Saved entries
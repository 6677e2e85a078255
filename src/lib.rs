//! Motion control for parallel kinematic machines: 3-DOF Delta, 4-DOF
//! Quattro and 6-DOF 6-RUS strut platforms, driven from Cartesian pose
//! commands down to synchronized stepper-motor pulse trains.
//!
//! The pipeline: a [`robot::Robot`] owns one geometry behind the
//! [`kinematic_traits::Kinematics`] trait and turns target poses into joint
//! angles (closed-form inverse transforms, one per geometry), joint angles
//! into absolute microstep counts, and step deltas into a fair time-sliced
//! pulse train through the [`stepper::StepSynchronizer`] so that all axes
//! arrive together. Linear moves interpolate position linearly and
//! orientation spherically between the end poses, with optional best-effort
//! velocity pacing.
//!
//! Around the motion core, [`runtime::Runtime`] arbitrates the operating
//! modes (off, demo, manual, calibrate, stop) between a motion loop and
//! periodic input-evaluation, connectivity and indicator tasks, and
//! [`homing::HomingSequencer`] calibrates against the per-axis home sensors
//! in a coarse/fine two-stage pass.
//!
//! Hardware is consumed strictly through the traits in [`hardware`]; the
//! crate ships simulated implementations that back the test suite and the
//! demonstration binary.
//!
//! # Example
//!
//! ```
//! use rs_pkm_motion::hardware::SimulatedDriver;
//! use rs_pkm_motion::robot::{Robot, RobotVariant};
//!
//! let mut robot = Robot::build(RobotVariant::Delta, Box::new(SimulatedDriver::new(3)));
//! robot.home("90").expect("reference pose is reachable");
//! robot.mov(&[10.0, -10.0, robot.home_pose()[2] + 20.0]).expect("inside the workspace");
//! ```

pub mod parameters;
pub mod parameters_robots;

pub mod utils;
pub mod kinematic_traits;
pub mod motion_error;

#[path = "geometry/delta.rs"]
pub mod delta;

#[path = "geometry/quattro.rs"]
pub mod quattro;

#[path = "geometry/six_rus.rs"]
pub mod six_rus;

#[path = "geometry/forward.rs"]
mod forward_solver;

pub mod interpolation;

pub mod hardware;
pub mod stepper;
pub mod robot;
pub mod homing;

pub mod input;
pub mod demo;
pub mod indicator;
pub mod runtime;

#[cfg(test)]
mod tests;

== TASK DETAILS ==
Search the entries for the word "RobotVariant" and copy every line that has it.

== EXERCISE RESPONSE ==
//! use rs_pkm_motion::robot::{Robot, RobotVariant};
//! let mut robot = Robot::build(RobotVariant::Delta, Box::new(SimulatedDriver::new(3)));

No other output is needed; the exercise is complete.